11:30 〜 11:45
[ACG45-10] Prospects of Assimilating Remote Sensing Data into a Hydrodynamic Model in Amazon Basin
キーワード:data assimilation, river discharge, satellite altimetry
Assessing the terrestrial water cycle is important to human livelihood. Although large-scale hydrodynamic models were used to estimate surface water dynamics, they consist of non-negligible uncertainties. Data assimilation can be used to estimate comprehensive water dynamics by combining satellite altimetry data into a hydrodynamic model. However, the hydrodynamic models are not mature enough to assimilate the satellite altimetry data directly. To overcome the limitations of the models in estimating river discharge, we assimilated the normalized values into the CaMa-Flood hydrodynamic model and compared them with direct value assimilation. The hydrological data assimilation was performed using a physically-based empirical localization method which builds upon the local ensemble transformation Kalman filter. The river discharge was improved in most of the river reaches in normalized data assimilation compared to direct assimilation. More than 60% of the river gauges have improved their accuracy of the river discharge estimations in the Amazon basin, by assimilating normalized satellite altimetry data with respect to model simulations.
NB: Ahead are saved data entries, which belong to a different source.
use crate::error::LedgerResult;
use crate::ledger::UnitOfWork;
use anyhow::{Context, Result};
use parking_lot::Mutex; // Faster than std::sync::Mutex
use rusqlite::{Connection, OpenFlags, TransactionBehavior};
use std::sync::Arc;
use tracing::{error, info, warn};

/// Wallets, orders, markets, revenue and the movement journal share one database so a
/// settlement can span all of them in a single transaction.
const SCHEMA_SQL: &str = r#"
PRAGMA journal_mode = WAL;
PRAGMA synchronous = NORMAL;
PRAGMA foreign_keys = ON;

CREATE TABLE IF NOT EXISTS wallets (
    id TEXT PRIMARY KEY,
    user_id TEXT NOT NULL,
    currency TEXT NOT NULL,
    balance TEXT NOT NULL,
    locked_balance TEXT NOT NULL,
    created_at TEXT NOT NULL,
    updated_at TEXT NOT NULL,
    UNIQUE (user_id, currency)
);

CREATE TABLE IF NOT EXISTS markets (
    id TEXT PRIMARY KEY,
    title TEXT UNIQUE NOT NULL,
    description TEXT NOT NULL,
    category TEXT NOT NULL,
    status TEXT NOT NULL,
    end_date TEXT NOT NULL,
    winning_outcome TEXT,
    settled_at TEXT,
    created_at TEXT NOT NULL
);

CREATE INDEX IF NOT EXISTS idx_markets_category_status
    ON markets(category, status);

CREATE TABLE IF NOT EXISTS orders (
    id TEXT PRIMARY KEY,
    market_id TEXT NOT NULL REFERENCES markets(id),
    user_id TEXT NOT NULL,
    wallet_id TEXT NOT NULL REFERENCES wallets(id),
    currency TEXT NOT NULL,
    amount TEXT NOT NULL,
    outcome TEXT NOT NULL,
    status TEXT NOT NULL,
    payout TEXT,
    created_at TEXT NOT NULL,
    updated_at TEXT NOT NULL
);

-- Settlement fetch: all locked orders of one market
CREATE INDEX IF NOT EXISTS idx_orders_market_status
    ON orders(market_id, status);

CREATE INDEX IF NOT EXISTS idx_orders_user_created
    ON orders(user_id, created_at DESC);

CREATE INDEX IF NOT EXISTS idx_orders_created
    ON orders(created_at);

CREATE TABLE IF NOT EXISTS platform_revenue (
    id TEXT PRIMARY KEY,
    market_id TEXT NOT NULL REFERENCES markets(id),
    revenue TEXT NOT NULL,
    fee_percentage TEXT NOT NULL,
    currency TEXT NOT NULL,
    settlement_date TEXT NOT NULL
);

CREATE TABLE IF NOT EXISTS ledger_entries (
    seq INTEGER PRIMARY KEY AUTOINCREMENT,
    wallet_id TEXT NOT NULL REFERENCES wallets(id),
    order_id TEXT,
    market_id TEXT,
    kind TEXT NOT NULL,
    balance_delta TEXT NOT NULL,
    locked_delta TEXT NOT NULL,
    created_at TEXT NOT NULL
);

CREATE INDEX IF NOT EXISTS idx_ledger_entries_wallet
    ON ledger_entries(wallet_id, seq);

CREATE INDEX IF NOT EXISTS idx_ledger_entries_order
    ON ledger_entries(order_id, seq);
"#;

/// Durable record of wallets and orders.
///
/// A single connection behind a mutex: concurrent operations on the same wallet or order
/// serialize, and every check-then-write happens inside one immediate transaction.
#[derive(Clone)]
pub struct LedgerStore {
    conn: Arc<Mutex<Connection>>,
}

impl LedgerStore {
    pub fn new(db_path: &str) -> Result<Self> {
        let flags = OpenFlags::SQLITE_OPEN_READ_WRITE
            | OpenFlags::SQLITE_OPEN_CREATE
            | OpenFlags::SQLITE_OPEN_NO_MUTEX; // We handle our own locking

        let conn = Connection::open_with_flags(db_path, flags)
            .with_context(|| format!("Failed to open ledger database at {}", db_path))?;

        conn.execute_batch(SCHEMA_SQL)
            .context("Failed to initialize ledger schema")?;

        let journal_mode: String = conn
            .query_row("PRAGMA journal_mode", [], |row| row.get(0))
            .unwrap_or_default();

        // In-memory databases report "memory"
        if db_path != ":memory:" && journal_mode.to_lowercase() != "wal" {
            warn!("WAL mode not active, journal_mode = {}", journal_mode);
        }

        let wallets: i64 = conn
            .query_row("SELECT COUNT(*) FROM wallets", [], |row| row.get(0))
            .unwrap_or(0);

        info!(path = db_path, wallets, "Ledger store initialized");

        Ok(Self {
            conn: Arc::new(Mutex::new(conn)),
        })
    }

    pub fn in_memory() -> Result<Self> {
        Self::new(":memory:")
    }

    /// Run `work` as one atomic unit: commit on `Ok`, roll back on `Err`.
    ///
    /// A panic inside `work` drops the transaction, which also rolls back.
    pub fn unit_of_work<T, F>(&self, work: F) -> LedgerResult<T>
    where
        F: FnOnce(&mut UnitOfWork<'_>) -> LedgerResult<T>,
    {
        let mut conn = self.conn.lock();
        let tx = conn.transaction_with_behavior(TransactionBehavior::Immediate)?;

        let outcome = {
            let mut uow = UnitOfWork::new(&tx);
            work(&mut uow)
        };

        match outcome {
            Ok(value) => {
                tx.commit()?;
                Ok(value)
            }
            Err(e) => {
                if let Err(rollback_err) = tx.rollback() {
                    error!(error = %rollback_err, cause = %e, "Rollback failed");
                }
                Err(e)
            }
        }
    }

    /// Read-only access outside a write transaction.
    pub fn read<T, F>(&self, query: F) -> LedgerResult<T>
    where
        F: FnOnce(&UnitOfWork<'_>) -> LedgerResult<T>,
    {
        let conn = self.conn.lock();
        let uow = UnitOfWork::new(&conn);
        query(&uow)
    }
}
Moreover, the river discharges were estimated well with a median Nash-Sutcliffe Efficiency value of 0.47 by the normalized value assimilation. The low flows and the sudden secondary peaks were well captured by the normalized data assimilations. Hence, the normalized assimilation of satellite altimetry data into a continental-scale hydrodynamic model can withstand the limitations of current modelling capabilities. With the upcoming Surface Water and Ocean Topography satellite mission, the ability of data assimilation to estimate accurate river discharge would be enhanced with the methods developed here.